我正在运行下面的示例代码。
df = pd.read_csv('C:\\my_path\\test.csv', header=0, encoding = 'unicode_escape')
df = df.fillna(0)
X = df1.drop(columns = ['PRICE','MATURITYDATE'])
y = df1['PRICE']
from sklearn.model_selection import train_test_split
#split data into train and test sets
X_train, X_test, y_train, y_test = train_test_split(X, y, test_size=0.33, random_state=42)
import numpy as np
from sklearn.model_selection import GridSearchCV
from sklearn.neighbors import KNeighborsClassifier
#create new a knn model
knn = KNeighborsClassifier()
#create a dictionary of all values we want to test for n_neighbors
params_knn = {'n_neighbors': np.arange(1, 25)}
#use gridsearch to test all values for n_neighbors
knn_gs = GridSearchCV(knn, params_knn, cv=5)
#fit model to training data
knn_gs.fit(X_train, y_train)
#save best model
knn_best = knn_gs.best_estimator_
#check best n_neigbors value
print(knn_gs.best_params_)
# RANDOM FOREST
from sklearn.ensemble import RandomForestClassifier
#create a new random forest classifier
rf = RandomForestClassifier()
#create a dictionary of all values we want to test for n_estimators
params_rf = {'n_estimators': [50, 100, 200]}
#use gridsearch to test all values for n_estimators
rf_gs = GridSearchCV(rf, params_rf, cv=5)
#fit model to training data
rf_gs.fit(X_train, y_train)
#save best model
rf_best = rf_gs.best_estimator_
#check best n_estimators value
print(rf_gs.best_params_)
# REGRESSION
from sklearn.linear_model import LogisticRegression
#create a new logistic regression model
log_reg = LogisticRegression()
#fit the model to the training data
log_reg.fit(X_train, y_train)
#test the three models with the test data and print their accuracy scores
print('knn: {}'.format(knn_best.score(X_test, y_test)))
print('rf: {}'.format(rf_best.score(X_test, y_test)))

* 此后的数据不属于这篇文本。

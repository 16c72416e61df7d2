//! Feedback composition of several machines.
//!
//! Machines never share memory. A driver moves values from one machine's
//! output queue into another's input queue and decides when each machine
//! runs; suspension on input is what lets several machines interleave on a
//! single thread.
//!
//! # Modules
//!
//! - [`chain`]: Linear pipeline, each stage run to completion in turn
//! - [`ring`]: Cyclic pipeline, stages stepped round-robin until all halt
//! - [`driver`]: Single machine driven by an external input policy
//! - [`phases`]: Search over phase-setting permutations

pub mod chain;
pub mod driver;
pub mod phases;
pub mod ring;

pub use chain::Chain;
pub use driver::{Driver, drive, last_record};
pub use phases::{Best, Topology, max_signal, permutations};
pub use ring::Ring;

print('log_reg: {}'.format(log_reg.score(X_test, y_test)))
# VOTING CLASSIFIER
from sklearn.ensemble import VotingClassifier
#create a dictionary of our models
estimators=[('knn', knn_best), ('rf', rf_best), ('log_reg', log_reg)]
#create our voting classifier, inputting our models
ensemble = VotingClassifier(estimators, voting='hard')
全部来自下面的链接
https://towardsdatascience.com/ensemble-learning-using-scikit-learn-85c4531ff86a
我遇到的每种方法的问题始终是:
ValueError: Unknown label type: 'continuous'
我想一切都需要转换为分类类型,或者也许需要应用一种热编码。它是否正确?解决此类问题的最佳方法是什么?我希望在不引入自定义编码的情况下保持简单和通用。这就是为什么我倾向于scikit-learn库的原因。我将不胜感激任何/所有的想法和见解。非常感谢!